Collected data entries:
»»

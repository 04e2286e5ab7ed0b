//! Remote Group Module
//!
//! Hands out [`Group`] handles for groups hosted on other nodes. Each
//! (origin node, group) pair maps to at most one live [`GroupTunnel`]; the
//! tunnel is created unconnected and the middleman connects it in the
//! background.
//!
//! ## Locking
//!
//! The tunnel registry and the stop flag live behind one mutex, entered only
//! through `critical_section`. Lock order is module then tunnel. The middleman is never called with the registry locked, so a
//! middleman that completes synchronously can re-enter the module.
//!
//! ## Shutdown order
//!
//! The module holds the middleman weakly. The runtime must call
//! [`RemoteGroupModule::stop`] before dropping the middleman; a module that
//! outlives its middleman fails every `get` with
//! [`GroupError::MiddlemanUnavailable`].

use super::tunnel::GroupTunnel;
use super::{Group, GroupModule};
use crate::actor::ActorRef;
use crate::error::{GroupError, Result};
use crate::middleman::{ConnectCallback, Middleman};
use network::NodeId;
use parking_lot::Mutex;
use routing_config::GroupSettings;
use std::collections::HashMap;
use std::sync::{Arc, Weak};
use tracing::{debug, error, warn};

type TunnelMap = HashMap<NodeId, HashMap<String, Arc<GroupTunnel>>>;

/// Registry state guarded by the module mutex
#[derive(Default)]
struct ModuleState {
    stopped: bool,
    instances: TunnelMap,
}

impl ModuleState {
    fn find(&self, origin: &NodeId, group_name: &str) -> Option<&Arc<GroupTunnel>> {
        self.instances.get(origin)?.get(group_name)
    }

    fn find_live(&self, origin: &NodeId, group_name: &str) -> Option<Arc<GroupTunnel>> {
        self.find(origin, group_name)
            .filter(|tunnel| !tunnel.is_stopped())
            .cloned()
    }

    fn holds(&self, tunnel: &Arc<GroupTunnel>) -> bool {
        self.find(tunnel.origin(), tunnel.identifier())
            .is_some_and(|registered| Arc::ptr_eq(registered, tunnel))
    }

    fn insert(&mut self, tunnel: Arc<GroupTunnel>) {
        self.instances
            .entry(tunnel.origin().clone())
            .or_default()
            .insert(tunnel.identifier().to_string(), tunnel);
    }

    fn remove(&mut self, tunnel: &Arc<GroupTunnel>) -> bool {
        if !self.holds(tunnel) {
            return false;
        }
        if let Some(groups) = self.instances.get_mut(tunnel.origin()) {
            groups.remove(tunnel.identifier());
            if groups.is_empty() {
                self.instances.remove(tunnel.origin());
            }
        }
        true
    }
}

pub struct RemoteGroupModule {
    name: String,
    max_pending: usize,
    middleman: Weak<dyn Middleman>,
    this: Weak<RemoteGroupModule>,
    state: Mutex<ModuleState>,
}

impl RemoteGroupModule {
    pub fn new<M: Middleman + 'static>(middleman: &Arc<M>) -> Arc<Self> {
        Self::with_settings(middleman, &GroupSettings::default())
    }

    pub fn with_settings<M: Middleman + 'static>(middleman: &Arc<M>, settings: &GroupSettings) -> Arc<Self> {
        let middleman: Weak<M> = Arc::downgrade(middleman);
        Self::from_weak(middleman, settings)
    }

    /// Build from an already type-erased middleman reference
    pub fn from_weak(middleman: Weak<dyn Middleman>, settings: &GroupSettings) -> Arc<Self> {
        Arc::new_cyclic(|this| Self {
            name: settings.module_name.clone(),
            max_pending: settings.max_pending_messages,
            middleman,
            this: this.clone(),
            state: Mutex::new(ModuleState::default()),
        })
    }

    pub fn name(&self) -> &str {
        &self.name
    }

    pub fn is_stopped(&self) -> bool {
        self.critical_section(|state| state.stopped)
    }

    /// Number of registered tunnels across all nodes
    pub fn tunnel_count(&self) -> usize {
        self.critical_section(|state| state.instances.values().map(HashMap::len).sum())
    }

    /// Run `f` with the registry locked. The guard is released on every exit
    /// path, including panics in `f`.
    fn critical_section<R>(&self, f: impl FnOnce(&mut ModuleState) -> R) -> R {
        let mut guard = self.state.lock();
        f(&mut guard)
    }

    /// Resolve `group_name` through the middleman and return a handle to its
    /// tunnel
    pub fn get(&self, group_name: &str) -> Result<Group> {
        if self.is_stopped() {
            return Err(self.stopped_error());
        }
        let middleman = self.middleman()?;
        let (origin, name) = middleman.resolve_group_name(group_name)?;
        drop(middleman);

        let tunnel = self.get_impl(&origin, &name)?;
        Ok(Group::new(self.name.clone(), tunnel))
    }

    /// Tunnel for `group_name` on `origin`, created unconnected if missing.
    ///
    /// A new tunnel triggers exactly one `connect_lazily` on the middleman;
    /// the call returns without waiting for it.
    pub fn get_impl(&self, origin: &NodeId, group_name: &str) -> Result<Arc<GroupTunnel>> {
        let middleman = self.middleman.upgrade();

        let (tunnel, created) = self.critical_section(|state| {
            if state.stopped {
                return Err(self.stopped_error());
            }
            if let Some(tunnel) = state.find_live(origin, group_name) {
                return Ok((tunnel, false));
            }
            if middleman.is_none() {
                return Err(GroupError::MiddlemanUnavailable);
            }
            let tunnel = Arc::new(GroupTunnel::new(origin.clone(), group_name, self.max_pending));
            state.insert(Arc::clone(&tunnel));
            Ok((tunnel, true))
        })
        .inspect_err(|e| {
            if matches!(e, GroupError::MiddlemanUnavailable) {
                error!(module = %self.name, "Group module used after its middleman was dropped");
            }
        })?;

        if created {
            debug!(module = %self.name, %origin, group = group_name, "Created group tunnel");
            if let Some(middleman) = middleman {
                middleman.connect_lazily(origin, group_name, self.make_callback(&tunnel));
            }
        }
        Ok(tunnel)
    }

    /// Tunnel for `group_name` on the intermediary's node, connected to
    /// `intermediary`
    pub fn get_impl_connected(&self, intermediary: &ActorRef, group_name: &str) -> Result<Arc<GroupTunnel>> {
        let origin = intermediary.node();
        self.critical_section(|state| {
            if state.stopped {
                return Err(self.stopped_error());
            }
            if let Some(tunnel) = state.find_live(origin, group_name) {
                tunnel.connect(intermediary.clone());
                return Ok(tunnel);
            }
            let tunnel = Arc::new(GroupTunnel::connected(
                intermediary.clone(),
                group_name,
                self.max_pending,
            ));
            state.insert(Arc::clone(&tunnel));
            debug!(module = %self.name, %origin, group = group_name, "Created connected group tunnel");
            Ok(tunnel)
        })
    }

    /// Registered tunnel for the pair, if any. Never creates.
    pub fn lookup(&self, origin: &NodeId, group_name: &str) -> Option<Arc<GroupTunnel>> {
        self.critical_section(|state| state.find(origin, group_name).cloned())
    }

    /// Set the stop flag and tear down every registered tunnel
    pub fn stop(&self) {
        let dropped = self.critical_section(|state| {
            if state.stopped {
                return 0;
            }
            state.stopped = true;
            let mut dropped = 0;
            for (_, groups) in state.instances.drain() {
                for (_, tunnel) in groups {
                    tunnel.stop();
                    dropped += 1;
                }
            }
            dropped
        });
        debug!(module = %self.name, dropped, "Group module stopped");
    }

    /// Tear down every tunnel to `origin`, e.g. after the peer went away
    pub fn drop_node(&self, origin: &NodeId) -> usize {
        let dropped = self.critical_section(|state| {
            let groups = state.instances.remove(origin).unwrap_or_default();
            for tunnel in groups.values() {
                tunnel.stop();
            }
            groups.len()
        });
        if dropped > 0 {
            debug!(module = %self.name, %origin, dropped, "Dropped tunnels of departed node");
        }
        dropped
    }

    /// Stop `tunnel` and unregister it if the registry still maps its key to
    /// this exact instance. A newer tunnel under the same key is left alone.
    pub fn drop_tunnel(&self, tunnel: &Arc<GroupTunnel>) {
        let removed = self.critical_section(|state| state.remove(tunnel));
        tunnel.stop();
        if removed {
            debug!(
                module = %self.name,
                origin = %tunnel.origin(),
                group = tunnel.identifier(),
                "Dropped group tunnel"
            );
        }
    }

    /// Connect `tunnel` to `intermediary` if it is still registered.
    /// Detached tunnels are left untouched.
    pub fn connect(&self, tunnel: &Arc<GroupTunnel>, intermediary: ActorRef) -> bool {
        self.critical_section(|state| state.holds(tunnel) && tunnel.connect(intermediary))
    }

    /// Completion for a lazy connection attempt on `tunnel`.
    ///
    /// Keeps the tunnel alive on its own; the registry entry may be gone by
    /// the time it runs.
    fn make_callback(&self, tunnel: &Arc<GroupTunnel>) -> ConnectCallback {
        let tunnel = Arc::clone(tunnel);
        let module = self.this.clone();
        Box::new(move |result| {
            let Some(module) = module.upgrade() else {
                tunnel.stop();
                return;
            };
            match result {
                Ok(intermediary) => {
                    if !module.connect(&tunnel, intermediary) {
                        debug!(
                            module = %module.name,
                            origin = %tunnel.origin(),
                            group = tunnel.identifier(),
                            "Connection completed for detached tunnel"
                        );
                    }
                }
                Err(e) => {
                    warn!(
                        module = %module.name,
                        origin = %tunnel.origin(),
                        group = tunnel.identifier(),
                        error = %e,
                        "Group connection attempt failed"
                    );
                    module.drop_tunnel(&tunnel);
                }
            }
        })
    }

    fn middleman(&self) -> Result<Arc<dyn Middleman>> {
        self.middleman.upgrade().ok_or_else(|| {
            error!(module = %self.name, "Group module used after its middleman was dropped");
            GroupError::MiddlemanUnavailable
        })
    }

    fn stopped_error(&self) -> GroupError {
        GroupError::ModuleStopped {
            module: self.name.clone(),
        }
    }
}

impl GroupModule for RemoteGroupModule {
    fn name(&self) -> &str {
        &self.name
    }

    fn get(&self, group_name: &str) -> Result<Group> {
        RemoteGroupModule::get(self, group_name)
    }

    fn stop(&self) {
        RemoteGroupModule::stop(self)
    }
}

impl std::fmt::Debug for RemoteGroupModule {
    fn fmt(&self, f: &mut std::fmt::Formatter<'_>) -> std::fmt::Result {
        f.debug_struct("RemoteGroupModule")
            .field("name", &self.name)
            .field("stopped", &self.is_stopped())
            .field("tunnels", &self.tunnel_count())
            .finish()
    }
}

««

Reproduce the lines above, beginning at the line with "state.stopped = true;" and stopping after the line with "are left untouched.", exactly as they are.

            state.stopped = true;
            let mut dropped = 0;
            for (_, groups) in state.instances.drain() {
                for (_, tunnel) in groups {
                    tunnel.stop();
                    dropped += 1;
                }
            }
            dropped
        });
        debug!(module = %self.name, dropped, "Group module stopped");
    }

    /// Tear down every tunnel to `origin`, e.g. after the peer went away
    pub fn drop_node(&self, origin: &NodeId) -> usize {
        let dropped = self.critical_section(|state| {
            let groups = state.instances.remove(origin).unwrap_or_default();
            for tunnel in groups.values() {
                tunnel.stop();
            }
            groups.len()
        });
        if dropped > 0 {
            debug!(module = %self.name, %origin, dropped, "Dropped tunnels of departed node");
        }
        dropped
    }

    /// Stop `tunnel` and unregister it if the registry still maps its key to
    /// this exact instance. A newer tunnel under the same key is left alone.
    pub fn drop_tunnel(&self, tunnel: &Arc<GroupTunnel>) {
        let removed = self.critical_section(|state| state.remove(tunnel));
        tunnel.stop();
        if removed {
            debug!(
                module = %self.name,
                origin = %tunnel.origin(),
                group = tunnel.identifier(),
                "Dropped group tunnel"
            );
        }
    }

    /// Connect `tunnel` to `intermediary` if it is still registered.
    /// Detached tunnels are left untouched.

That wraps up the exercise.